**Action item**.
Repeat the stretch of entries below from the line with "subs.shutdown();" through the line with "use super::data::Ratings;". Include both ends and add nothing.

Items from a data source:
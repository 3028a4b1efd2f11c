use std::sync::Arc;
use std::thread::{self, JoinHandle};

use tokio::sync::broadcast::error::RecvError;

use super::{OrchestratorConfig, orchestrator::Orchestrator};
use crate::{
    UnitSpec,
    events::{Bus, EventKind},
    subscribers::{Subscribe, SubscriberSet},
};

/// Builder for constructing an [`Orchestrator`] with its units and subscribers.
pub struct OrchestratorBuilder {
    cfg: OrchestratorConfig,
    subscribers: Vec<Arc<dyn Subscribe>>,
    units: Vec<UnitSpec>,
}

impl OrchestratorBuilder {
    /// Creates a new builder with the given configuration.
    pub fn new(cfg: OrchestratorConfig) -> Self {
        Self {
            cfg,
            subscribers: Vec::new(),
            units: Vec::new(),
        }
    }

    /// Sets event subscribers for observability.
    ///
    /// Subscribers receive runtime events (unit lifecycle, faults, shutdown)
    /// through dedicated worker threads with bounded queues.
    pub fn with_subscribers(mut self, subscribers: Vec<Arc<dyn Subscribe>>) -> Self {
        self.subscribers = subscribers;
        self
    }

    /// Appends a unit. Insertion order is construction and startup order.
    pub fn with_unit(mut self, spec: UnitSpec) -> Self {
        self.units.push(spec);
        self
    }

    /// Appends several units, keeping their order.
    pub fn with_units(mut self, specs: impl IntoIterator<Item = UnitSpec>) -> Self {
        self.units.extend(specs);
        self
    }

    /// Builds and returns the Orchestrator instance.
    ///
    /// This consumes the builder and initializes:
    /// - Event bus for broadcasting
    /// - Subscriber workers and the listener thread feeding them
    ///
    /// Units are only recorded here; they are constructed by
    /// [`Orchestrator::instantiate`].
    pub fn build(self) -> Arc<Orchestrator> {
        let bus = Bus::new(self.cfg.bus_capacity_clamped());

        let mut subscriber_threads = Vec::new();
        let listener = if self.subscribers.is_empty() {
            None
        } else {
            let subs = SubscriberSet::new(self.subscribers, bus.clone());
            subscriber_threads = subs.thread_ids();
            match spawn_event_listener(&bus, subs) {
                Ok(handle) => Some(handle),
                Err(e) => {
                    tracing::warn!(error = %e, "event listener not started; subscribers disabled");
                    None
                }
            }
        };

        Arc::new_cyclic(|this| {
            Orchestrator::new_internal(
                self.cfg,
                bus,
                self.units,
                listener,
                subscriber_threads,
                this.clone(),
            )
        })
    }
}

/// Forwards bus events to the subscriber set until `AllStopped` has been delivered.
fn spawn_event_listener(bus: &Bus, subs: SubscriberSet) -> std::io::Result<JoinHandle<()>> {
    let mut rx = bus.subscribe();
    thread::Builder::new()
        .name("tickvisor-events".into())
        .spawn(move || {
            loop {
                match rx.blocking_recv() {
                    Ok(ev) => {
                        let last = ev.kind == EventKind::AllStopped;
                        subs.emit(&ev);
                        if last {
                            break;
                        }
                    }
                    Err(RecvError::Lagged(skipped)) => {
                        tracing::warn!(skipped, "event listener lagged");
                    }
                    Err(RecvError::Closed) => break,
                }
            }
            subs.shutdown();
        })
}
//! Algorithms module.
//!
//! An [`Algorithm`] is loaded once per run and trained once per fold; the
//! [`Model`] it returns belongs to that fold alone and is dropped when the
//! fold's evaluation finishes.
pub mod bias;
pub mod mean;
mod registry;

pub use self::registry::{AlgorithmConfig, AlgorithmFactory, AlgorithmRegistry};

use super::data::Ratings;
use super::{AlgorithmError, ItemId, PredictionError, UserId};

/// A trainable rating predictor.
pub trait Algorithm: Send + Sync {
    /// Identifier recorded in every result row.
    fn id(&self) -> &str;
    /// Build a model from the training ratings.
    fn train(&self, ratings: &Ratings) -> Result<Box<dyn Model>, AlgorithmError>;
}

/// A trained, fold-scoped model.
pub trait Model: Send {
    /// Predict the rating `user_id` would give `item_id`.
    fn predict(&self, user_id: UserId, item_id: ItemId) -> Result<f64, PredictionError>;
}

fn check_finite(value: f64) -> Result<f64, PredictionError> {
    if value.is_finite() {
        Ok(value)
    } else {
        Err(PredictionError::InvalidPredictionValue)
    }
}

fn check_damping(damping: f64) -> Result<(), String> {
    if damping.is_finite() && damping >= 0.0 {
        Ok(())
    } else {
        Err(format!("damping must be finite and non-negative, got {}", damping))
    }
}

**Answer space**.
            subs.shutdown();
        })
}
//! Algorithms module.
//!
//! An [`Algorithm`] is loaded once per run and trained once per fold; the
//! [`Model`] it returns belongs to that fold alone and is dropped when the
//! fold's evaluation finishes.
pub mod bias;
pub mod mean;
mod registry;

pub use self::registry::{AlgorithmConfig, AlgorithmFactory, AlgorithmRegistry};

use super::data::Ratings;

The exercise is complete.